Dataset items
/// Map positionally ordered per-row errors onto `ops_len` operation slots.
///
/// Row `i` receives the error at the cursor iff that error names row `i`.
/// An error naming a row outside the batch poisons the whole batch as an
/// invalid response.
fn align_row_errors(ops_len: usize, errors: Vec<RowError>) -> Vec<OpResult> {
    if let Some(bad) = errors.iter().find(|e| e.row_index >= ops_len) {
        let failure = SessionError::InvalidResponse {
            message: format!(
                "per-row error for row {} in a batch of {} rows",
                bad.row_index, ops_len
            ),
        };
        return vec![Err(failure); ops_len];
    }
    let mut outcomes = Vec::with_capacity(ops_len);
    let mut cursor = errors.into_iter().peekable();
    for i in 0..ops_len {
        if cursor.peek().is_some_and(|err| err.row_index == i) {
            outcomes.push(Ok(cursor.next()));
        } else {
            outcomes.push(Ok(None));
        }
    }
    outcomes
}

...

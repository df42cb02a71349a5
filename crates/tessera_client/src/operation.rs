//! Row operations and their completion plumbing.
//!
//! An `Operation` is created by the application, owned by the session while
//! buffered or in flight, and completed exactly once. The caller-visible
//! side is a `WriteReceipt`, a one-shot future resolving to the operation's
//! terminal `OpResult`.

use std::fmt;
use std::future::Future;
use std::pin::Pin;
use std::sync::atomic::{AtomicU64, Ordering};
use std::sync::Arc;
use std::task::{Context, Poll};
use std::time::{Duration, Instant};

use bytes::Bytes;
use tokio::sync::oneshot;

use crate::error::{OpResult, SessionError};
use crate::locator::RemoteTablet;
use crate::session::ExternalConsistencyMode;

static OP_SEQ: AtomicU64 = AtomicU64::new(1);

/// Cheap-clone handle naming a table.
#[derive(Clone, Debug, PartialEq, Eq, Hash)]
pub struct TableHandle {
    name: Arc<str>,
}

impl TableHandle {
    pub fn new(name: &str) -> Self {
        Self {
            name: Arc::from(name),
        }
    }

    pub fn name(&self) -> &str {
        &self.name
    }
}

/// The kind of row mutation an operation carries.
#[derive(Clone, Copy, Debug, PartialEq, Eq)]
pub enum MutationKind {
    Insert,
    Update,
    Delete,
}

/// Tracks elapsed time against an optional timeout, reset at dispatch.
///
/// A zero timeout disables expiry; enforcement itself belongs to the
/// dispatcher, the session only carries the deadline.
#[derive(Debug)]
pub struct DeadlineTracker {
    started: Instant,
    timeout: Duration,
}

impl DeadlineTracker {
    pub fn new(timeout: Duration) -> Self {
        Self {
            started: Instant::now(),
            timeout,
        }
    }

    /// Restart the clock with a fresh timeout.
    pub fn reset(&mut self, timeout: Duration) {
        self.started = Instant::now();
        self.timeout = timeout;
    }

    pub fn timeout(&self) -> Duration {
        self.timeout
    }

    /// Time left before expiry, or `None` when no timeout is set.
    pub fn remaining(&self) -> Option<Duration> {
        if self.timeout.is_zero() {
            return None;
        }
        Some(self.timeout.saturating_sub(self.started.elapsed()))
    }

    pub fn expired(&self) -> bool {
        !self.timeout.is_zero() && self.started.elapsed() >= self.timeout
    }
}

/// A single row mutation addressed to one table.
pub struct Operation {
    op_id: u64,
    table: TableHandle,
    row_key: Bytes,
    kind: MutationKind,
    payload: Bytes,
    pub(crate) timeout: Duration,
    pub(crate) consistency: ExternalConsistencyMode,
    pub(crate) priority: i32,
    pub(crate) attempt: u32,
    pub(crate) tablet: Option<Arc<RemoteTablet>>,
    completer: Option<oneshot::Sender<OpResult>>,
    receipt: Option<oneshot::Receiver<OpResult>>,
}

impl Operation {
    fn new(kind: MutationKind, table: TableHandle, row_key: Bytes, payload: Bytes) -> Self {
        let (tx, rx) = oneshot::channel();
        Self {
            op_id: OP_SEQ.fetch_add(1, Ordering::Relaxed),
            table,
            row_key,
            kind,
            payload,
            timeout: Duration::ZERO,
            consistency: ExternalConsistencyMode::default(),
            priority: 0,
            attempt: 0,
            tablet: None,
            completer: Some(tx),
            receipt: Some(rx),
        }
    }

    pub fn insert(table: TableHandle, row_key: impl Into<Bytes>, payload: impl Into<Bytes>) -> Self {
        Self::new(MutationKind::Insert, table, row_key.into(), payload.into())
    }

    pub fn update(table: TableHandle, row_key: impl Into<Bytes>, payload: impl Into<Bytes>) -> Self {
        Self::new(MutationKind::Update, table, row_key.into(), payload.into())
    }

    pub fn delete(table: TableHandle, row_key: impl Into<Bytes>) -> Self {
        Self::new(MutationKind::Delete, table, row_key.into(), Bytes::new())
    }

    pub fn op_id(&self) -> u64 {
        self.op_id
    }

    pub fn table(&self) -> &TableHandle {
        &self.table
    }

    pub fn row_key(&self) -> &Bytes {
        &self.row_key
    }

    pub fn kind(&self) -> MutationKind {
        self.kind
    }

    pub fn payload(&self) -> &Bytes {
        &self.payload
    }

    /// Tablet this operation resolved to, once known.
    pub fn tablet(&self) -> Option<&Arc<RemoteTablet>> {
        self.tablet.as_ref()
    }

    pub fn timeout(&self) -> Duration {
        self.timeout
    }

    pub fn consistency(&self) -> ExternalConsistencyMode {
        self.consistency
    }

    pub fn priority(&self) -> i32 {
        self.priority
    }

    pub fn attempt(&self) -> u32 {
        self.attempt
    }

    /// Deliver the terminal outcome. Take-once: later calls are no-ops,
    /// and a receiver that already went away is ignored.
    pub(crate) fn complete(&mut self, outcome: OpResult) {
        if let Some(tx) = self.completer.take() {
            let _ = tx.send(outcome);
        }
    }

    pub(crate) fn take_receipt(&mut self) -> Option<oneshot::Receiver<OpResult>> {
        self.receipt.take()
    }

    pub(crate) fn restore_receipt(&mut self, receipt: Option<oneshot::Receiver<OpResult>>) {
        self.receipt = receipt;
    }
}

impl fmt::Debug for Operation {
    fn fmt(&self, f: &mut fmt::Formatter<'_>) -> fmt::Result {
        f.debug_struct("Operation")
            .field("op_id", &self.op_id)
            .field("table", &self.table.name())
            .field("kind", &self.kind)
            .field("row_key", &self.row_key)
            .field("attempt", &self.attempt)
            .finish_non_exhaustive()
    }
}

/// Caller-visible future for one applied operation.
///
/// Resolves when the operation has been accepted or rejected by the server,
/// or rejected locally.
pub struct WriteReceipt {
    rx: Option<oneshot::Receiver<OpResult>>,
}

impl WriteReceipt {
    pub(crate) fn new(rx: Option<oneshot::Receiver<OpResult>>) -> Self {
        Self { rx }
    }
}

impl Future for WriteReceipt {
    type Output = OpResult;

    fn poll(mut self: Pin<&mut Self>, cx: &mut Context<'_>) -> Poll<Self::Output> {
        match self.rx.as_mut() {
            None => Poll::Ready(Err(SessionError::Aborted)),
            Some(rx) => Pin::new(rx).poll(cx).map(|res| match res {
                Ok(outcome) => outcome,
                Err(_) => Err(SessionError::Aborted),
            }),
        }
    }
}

* What is being asked: Each line holding the word "RemoteTablet" must be pulled from the records.

* Output below:
use crate::locator::RemoteTablet;
    pub(crate) tablet: Option<Arc<RemoteTablet>>,
    pub fn tablet(&self) -> Option<&Arc<RemoteTablet>> {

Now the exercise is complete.